Gilles Déka : le constat, c'est que les résultats baissent de plus en plus. On fabrique de plus en plus d'élite, mais également de plus en plus d'illettrisme et le malaise, voire le mal-être du personnel - toute catégorie - s'aggrave. Les réformes se succèdent ainsi que les ministres, les alternances politiques, pour autant, le malaise et les difficultés sont toujours présents. Donc, j'ai cherché à savoir quelle pouvait bien être la racine des problématiques de l'Éducation nationale.
On a l'impression, quand on vous lit, que la racine du problème se trouve à tous les niveaux...
Parents, professeurs, tous les membres de la société civile ne sont pas les causes du problème, mais la conséquence. La cause du problème, ce sont les acteurs eux-mêmes, qui par leur comportement, les cadres supérieurs en premier, les enseignants également, mais également les syndicats et les autres catégories, sont responsables de cet immobilisme, avec un discours totalement paradoxal, décliné à tous les niveaux.
Des exemples de ces postures d'immobilisme ?
- Les cadres supérieurs ne font que gérer la circulaire qui parait le vendredi pour la mettre en application le lundi, circulaire annoncée par le ministre quelques jours avant. Peut-être que leur position statutaire devrait leur permettre, au contraire, de réfléchir sur l'avenir de l'éducation et pas simplement de faire de la politique du passé, la politique du futur avec le "lire, écrire, compter". Réfléchir sur l'intelligence artificielle, les nouveaux modes d'organisations des classes, des programmes, une nouvelle organisation de l'intelligence à solliciter auprès des élèves pour le 21ᵉ siècle...
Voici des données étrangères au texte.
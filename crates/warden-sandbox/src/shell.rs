//! Shell execution strategy.

use std::collections::BTreeMap;
use std::path::Path;

use tokio::process::Command;
use tokio_util::sync::CancellationToken;
use tracing::debug;
use warden_core::{Parameters, SandboxPolicy};

use crate::error::{SandboxError, SandboxResult};
use crate::process::{ProcessOutput, configure_command, run_contained};
use crate::quoting::Quoting;
use crate::secrets::Secrets;
use crate::template::{self, Escape};

/// Build the host shell invocation for `command`.
///
/// POSIX hosts run `sh -c`; Windows runs `cmd /C` with the command passed
/// through untouched so the `^` escapes survive.
#[must_use]
pub fn shell_command(quoting: Quoting, command: &str) -> Command {
    match quoting {
        Quoting::Posix => {
            let mut cmd = Command::new("sh");
            cmd.arg("-c").arg(command);
            cmd
        },
        Quoting::Cmd => {
            let mut cmd = Command::new("cmd");
            cmd.arg("/C");
            #[cfg(windows)]
            cmd.raw_arg(command);
            #[cfg(not(windows))]
            cmd.arg(command);
            cmd
        },
    }
}

/// Check that every `{{...}}` placeholder in a command template stands
/// bare, where the quoted value forms its own word.
///
/// Inside `'...'` or `"..."` the inserted quotes would be literal text and
/// the value would be parsed by the shell. A placeholder right after `\`
/// or `$` would have its opening quote consumed.
///
/// # Errors
///
/// Returns [`SandboxError::Template`] naming the first offending
/// placeholder.
pub fn check_command_template(template: &str) -> SandboxResult<()> {
    let unsafe_at = |at: usize, why: &str| -> SandboxResult<()> {
        let name = template[at..]
            .get(2..)
            .and_then(|rest| rest.split("}}").next())
            .unwrap_or_default()
            .trim();
        Err(SandboxError::Template(format!(
            "placeholder '{name}' {why}; leave placeholders unquoted, values are quoted automatically"
        )))
    };

    let mut quote: Option<char> = None;
    let mut chars = template.char_indices();
    while let Some((i, c)) = chars.next() {
        if c == '{' && template[i..].starts_with("{{") {
            if let Some(q) = quote {
                let why = if q == '"' {
                    "is inside double quotes"
                } else {
                    "is inside single quotes"
                };
                return unsafe_at(i, why);
            }
            continue;
        }
        match (quote, c) {
            (Some('\''), '\'') | (Some('"'), '"') => quote = None,
            (Some('\''), _) => {},
            (_, '\\' | '$') => {
                let next = i.saturating_add(c.len_utf8());
                if template[next..].starts_with("{{") {
                    let why = if c == '$' { "follows '$'" } else { "is escaped with '\\'" };
                    return unsafe_at(next, why);
                }
                if c == '\\' {
                    chars.next();
                }
            },
            (None, '\'' | '"') => quote = Some(c),
            _ => {},
        }
    }
    Ok(())
}

/// Render a command template, quoting every substituted value for the
/// host shell.
///
/// # Errors
///
/// Returns [`SandboxError::Template`] if a placeholder is quoted in the
/// template (see [`check_command_template`]) or a referenced secret is
/// missing.
pub fn render_command(
    template: &str,
    params: &Parameters,
    secrets: &Secrets,
) -> SandboxResult<String> {
    check_command_template(template)?;
    template::render(template, params, secrets, Escape::Shell(Quoting::host()))
}

/// Run an already-rendered command under `policy`.
///
/// # Errors
///
/// See [`run_contained`].
pub async fn run_shell(
    command: &str,
    policy: &SandboxPolicy,
    work_dir: &Path,
    env: &BTreeMap<String, String>,
    cancel: &CancellationToken,
) -> SandboxResult<ProcessOutput> {
    let mut cmd = shell_command(Quoting::host(), command);
    configure_command(&mut cmd, policy, work_dir, env);
    debug!(work_dir = %work_dir.display(), "Running sandboxed shell command");
    run_contained(cmd, policy, None, cancel).await
}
- Les enseignants se trouvent dans une situation de défiance, car ils voient les réformes, "les réformettes", les ministres se succéder et ces réformes sont vidées de leurs substances, telles que ParcourSup qui vient d'être modifiée. Ou encore des propos qui sont vides de sens comme le plan pour les maternelles qui vient d'être annoncé : celui-là ce sont juste les objectifs de la classe maternelle qui viennent d'être présentés comme novateur alors qu'en fait... Donc les professeurs sont comme désabusés et se trouvent dans un repli identitaire. (...) Ils suivent, car ils sont obéissants. Les professeurs sont assez régaliens, parce qu'avoir obéi leur a réussi. C'est cette identité qui constitue l'immobilisme, qui fait que malgré les discours, il y a une forme d'obéissance servile et non pas une obéissance pensée comme doit être une forme de loyauté nécessaire. C'est une forme de renoncement, d'appauvrissement de la pensée avec des replis identitaires et dogmatiques.
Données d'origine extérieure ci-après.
//! Environment variable policy for sandboxed child processes.
//!
//! Two lists live here:
//!
//! - [`DEFAULT_INHERITED_ENV`]: the only host variables a sandboxed process
//!   may inherit. Everything else in the host environment is dropped.
//! - The spawn blocklist: variables a plugin definition may never set,
//!   because they inject code or libraries, redirect trust anchors, or
//!   override the inherited system variables.
//!
//! All enforcement points MUST use this module rather than keeping their own
//! inline lists.

/// Host variables inherited by sandboxed processes.
pub const DEFAULT_INHERITED_ENV: &[&str] = &[
    // POSIX essentials
    "PATH",
    "HOME",
    "USER",
    "LOGNAME",
    "LANG",
    "LC_ALL",
    "LC_CTYPE",
    "TERM",
    // Temporary directories
    "TMPDIR",
    "TMP",
    "TEMP",
    // Windows essentials
    "SYSTEMROOT",
    "WINDIR",
    "COMSPEC",
    "PATHEXT",
    "USERPROFILE",
];

/// Env vars that must never be set by plugin definitions.
const BLOCKED_SPAWN_ENV: &[&str] = &[
    // Core execution environment
    "HOME",
    "PATH",
    "WARDEN_HOME",
    // Library injection (Linux)
    "LD_PRELOAD",
    "LD_LIBRARY_PATH",
    // Library injection (macOS)
    "DYLD_INSERT_LIBRARIES",
    "DYLD_LIBRARY_PATH",
    "DYLD_FRAMEWORK_PATH",
    // Node.js execution control
    "NODE_OPTIONS",
    "NODE_PATH",
    // Python code injection
    "PYTHONPATH",
    "PYTHONSTARTUP",
    // Perl/Ruby code injection
    "PERL5LIB",
    "RUBYLIB",
    // Shell startup injection
    "BASH_ENV",
    "ENV",
    "IFS",
    // Java agent injection
    "JAVA_TOOL_OPTIONS",
    "_JAVA_OPTIONS",
    "JDK_JAVA_OPTIONS",
    // TLS/CA trust injection (MITM)
    "NODE_EXTRA_CA_CERTS",
    "SSL_CERT_FILE",
    "SSL_CERT_DIR",
    // OpenSSL engine loading
    "OPENSSL_CONF",
    // Temp directory redirection
    "TMPDIR",
    "TEMP",
    "TMP",
    // Traffic interception via proxy
    "HTTP_PROXY",
    "HTTPS_PROXY",
    "ALL_PROXY",
    "NO_PROXY",
    // Windows interpreter hijack
    "COMSPEC",
    "PATHEXT",
    "SYSTEMROOT",
];

/// Prefixes that are blocked entirely (case-insensitive).
const BLOCKED_PREFIXES: &[&str] = &[
    "ld_",         // Linux dynamic linker
    "dyld_",       // macOS dynamic linker
    "npm_config_", // npm configuration override
];

/// Returns `true` if `key` must not be set by a plugin definition.
///
/// Checks both exact matches (case-insensitive) and blocked prefixes.
#[must_use]
pub fn is_blocked_spawn_env(key: &str) -> bool {
    if BLOCKED_SPAWN_ENV
        .iter()
        .any(|k| k.eq_ignore_ascii_case(key))
    {
        return true;
    }
    let lower = key.to_ascii_lowercase();
    BLOCKED_PREFIXES.iter().any(|p| lower.starts_with(p))
}

/// Collect the allow-listed variables that are set in the host environment.
///
/// Names are matched exactly; unset variables are skipped.
#[must_use]
pub fn inherited_env(allowed: &[String]) -> Vec<(String, String)> {
    allowed
        .iter()
        .filter_map(|name| std::env::var(name).ok().map(|value| (name.clone(), value)))
        .collect()
}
- Les syndicats tiennent aussi un discours paradoxal. Ils souhaitent évidemment défendre leur collègue, mais s'arrogent le droit d'être une subtile courroie de transmission avec les autorités supérieures et occupent les postes les plus prestigieux. Il est rare de trouver un syndicaliste dans un établissement très en difficulté, quel qu'il soit, quel que soit le territoire, donc on a est dans l'auto-cooptation, l'autoconservation.
Des solutions, des propositions ?
- C'est d'abord une décentralisation massive pour un pilotage régional. On ne pilote pas des académies rurales comme on pilote das académies essentiellement urbaines. Les besoins des personnels, les transports, les élèves sont complètement différents. Il ne faut pas confondre l'égalité et l'équité.
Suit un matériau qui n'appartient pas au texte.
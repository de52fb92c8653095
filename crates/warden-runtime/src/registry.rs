//! Plugin registry.
//!
//! Holds the installed [`PluginDefinition`]s keyed by name. Definitions come
//! from two places with different trust: operator-owned TOML files, which may
//! use any execution type, and the conversational creation flow, which may
//! not create `script` plugins.

use std::collections::{HashMap, HashSet};
use std::path::Path;
use std::sync::{Arc, PoisonError, RwLock, RwLockReadGuard, RwLockWriteGuard};

use tracing::{debug, info, warn};
use warden_core::{DefinitionOrigin, ExecutionSpec, ExecutionType, PluginDefinition};

use crate::error::{RuntimeError, RuntimeResult};

/// Definition files larger than this are refused.
const MAX_DEFINITION_BYTES: u64 = 256 * 1024;

/// Registry of installed plugin definitions.
pub struct PluginRegistry {
    plugins: RwLock<HashMap<String, Arc<PluginDefinition>>>,
    reserved: HashSet<String>,
}

impl std::fmt::Debug for PluginRegistry {
    fn fmt(&self, f: &mut std::fmt::Formatter<'_>) -> std::fmt::Result {
        f.debug_struct("PluginRegistry")
            .field("plugins", &self.names())
            .finish_non_exhaustive()
    }
}

impl PluginRegistry {
    /// Create an empty registry. `reserved` names (the built-in tools) can
    /// never be taken by a plugin.
    #[must_use]
    pub fn new<I, S>(reserved: I) -> Self
    where
        I: IntoIterator<Item = S>,
        S: Into<String>,
    {
        Self {
            plugins: RwLock::new(HashMap::new()),
            reserved: reserved.into_iter().map(Into::into).collect(),
        }
    }

    /// Install an operator definition file, replacing any plugin of the same
    /// name.
    ///
    /// # Errors
    ///
    /// Returns [`RuntimeError::InvalidDefinition`] if the file cannot be read
    /// or parsed, and the validation errors of [`Self::insert`].
    pub fn install_file(&self, path: &Path) -> RuntimeResult<Arc<PluginDefinition>> {
        let invalid = |reason: String| RuntimeError::InvalidDefinition {
            path: path.to_path_buf(),
            reason,
        };
        let size = std::fs::metadata(path).map_err(|e| invalid(e.to_string()))?.len();
        if size > MAX_DEFINITION_BYTES {
            return Err(invalid(format!("file is larger than {MAX_DEFINITION_BYTES} bytes")));
        }
        let content = std::fs::read_to_string(path).map_err(|e| invalid(e.to_string()))?;
        let mut definition: PluginDefinition =
            toml::from_str(&content).map_err(|e| invalid(e.to_string()))?;
        definition.origin = DefinitionOrigin::OperatorFile;
        self.insert(definition)
    }

    /// Install every `*.toml` file in `dir`, in name order.
    ///
    /// Invalid files are logged and skipped so one bad definition does not
    /// take the others down. Returns the number installed.
    ///
    /// # Errors
    ///
    /// Returns an I/O error if `dir` cannot be listed.
    pub fn load_dir(&self, dir: &Path) -> RuntimeResult<usize> {
        let mut paths: Vec<_> = std::fs::read_dir(dir)?
            .filter_map(Result::ok)
            .map(|entry| entry.path())
            .filter(|path| path.is_file() && path.extension().is_some_and(|ext| ext == "toml"))
            .collect();
        paths.sort();

        let mut installed: usize = 0;
        for path in &paths {
            match self.install_file(path) {
                Ok(def) => {
                    debug!(plugin = %def.name, path = %path.display(), "Loaded plugin definition");
                    installed = installed.saturating_add(1);
                },
                Err(e) => {
                    warn!(path = %path.display(), error = %e, "Skipping plugin definition");
                },
            }
        }
        info!(dir = %dir.display(), installed, "Plugin definitions loaded");
        Ok(installed)
    }

    /// Register a definition produced by the conversational creation flow.
    ///
    /// # Errors
    ///
    /// - [`RuntimeError::DisallowedExecutionType`] for `script` definitions
    /// - [`RuntimeError::NameConflict`] if an operator plugin has the name
    /// - the validation errors of [`Self::insert`]
    pub fn create_conversational(
        &self,
        mut definition: PluginDefinition,
    ) -> RuntimeResult<Arc<PluginDefinition>> {
        if definition.execution_type() == ExecutionType::Script {
            warn!(plugin = %definition.name, "Refusing conversational script plugin");
            return Err(RuntimeError::DisallowedExecutionType {
                name: definition.name,
                execution: ExecutionType::Script,
            });
        }
        if self
            .get(&definition.name)
            .is_some_and(|existing| existing.origin == DefinitionOrigin::OperatorFile)
        {
            return Err(RuntimeError::NameConflict(definition.name));
        }
        definition.origin = DefinitionOrigin::Conversational;
        self.insert(definition)
    }

    /// Validate and store a definition whose origin is already set.
    ///
    /// # Errors
    ///
    /// - [`RuntimeError::InvalidPluginName`] for names outside `[a-z0-9_-]+`
    /// - [`RuntimeError::NameConflict`] for names of built-in tools
    /// - [`RuntimeError::DuplicateParameter`] for repeated parameters
    /// - [`RuntimeError::UnsafeCommandTemplate`] for bash commands with a
    ///   quoted or escaped placeholder
    pub fn insert(&self, definition: PluginDefinition) -> RuntimeResult<Arc<PluginDefinition>> {
        if !is_valid_name(&definition.name) {
            return Err(RuntimeError::InvalidPluginName(definition.name));
        }
        if self.reserved.contains(&definition.name) {
            return Err(RuntimeError::NameConflict(definition.name));
        }
        let mut seen = HashSet::new();
        if let Some(dup) = definition
            .parameters
            .iter()
            .find(|p| !seen.insert(p.name.as_str()))
        {
            return Err(RuntimeError::DuplicateParameter {
                name: definition.name.clone(),
                parameter: dup.name.clone(),
            });
        }
        if let ExecutionSpec::Bash { command } = &definition.execution
            && let Err(e) = warden_sandbox::check_command_template(command)
        {
            return Err(RuntimeError::UnsafeCommandTemplate {
                name: definition.name.clone(),
                reason: e.to_string(),
            });
        }

        let definition = Arc::new(definition);
        let replaced = self
            .write()
            .insert(definition.name.clone(), Arc::clone(&definition))
            .is_some();
        info!(
            plugin = %definition.name,
            execution = %definition.execution_type(),
            origin = ?definition.origin,
            replaced,
            "Registered plugin"
        );
        Ok(definition)
    }

    /// Look up a plugin by name.
    #[must_use]
    pub fn get(&self, name: &str) -> Option<Arc<PluginDefinition>> {
        self.read().get(name).cloned()
    }

    /// Remove a plugin, returning it if it was present.
    pub fn remove(&self, name: &str) -> Option<Arc<PluginDefinition>> {
        let removed = self.write().remove(name);
        if removed.is_some() {
            info!(plugin = name, "Unregistered plugin");
        }
        removed
    }

    /// Installed plugin names, sorted.
    #[must_use]
    pub fn names(&self) -> Vec<String> {
        let mut names: Vec<String> = self.read().keys().cloned().collect();
        names.sort();
        names
    }

    /// Number of installed plugins.
    #[must_use]
    pub fn len(&self) -> usize {
        self.read().len()
    }

    /// Whether no plugins are installed.
    #[must_use]
    pub fn is_empty(&self) -> bool {
        self.read().is_empty()
    }

    fn read(&self) -> RwLockReadGuard<'_, HashMap<String, Arc<PluginDefinition>>> {
        self.plugins.read().unwrap_or_else(PoisonError::into_inner)
    }

    fn write(&self) -> RwLockWriteGuard<'_, HashMap<String, Arc<PluginDefinition>>> {
        self.plugins.write().unwrap_or_else(PoisonError::into_inner)
    }
}

fn is_valid_name(name: &str) -> bool {
    !name.is_empty()
        && name
            .bytes()
            .all(|b| b.is_ascii_lowercase() || b.is_ascii_digit() || b == b'_' || b == b'-')
}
- Deuxième proposition, le chef d'établissement doit être coopté par les parents d'élèves et les professeurs, certes proposés par l'administration. Plusieurs se présentent et ils sont choisis pour un mandat, ce qui permet d'installer de la confiance et de légitimer le personnel choisi. Cette confiance doit être dans les deux sens et non pas une sorte d'avalisation par soumission de l'autorité hiérarchique.
- Troisièmement : il faut sûrement, comme en Allemagne, que le chef d'établissement prenne un service d'enseignement. Quatre ou cinq heures, une classe, comme les autres, parce que quand vous avez passé dix ans, quinze ans à la tête d'un établissement scolaire, vous ignorez ce que sont les élèves, leur comportement, leurs relations à l'abstraction, comment ils fonctionnent avec les réseaux sociaux, au sein d'une classe, au sein d'un groupe classe.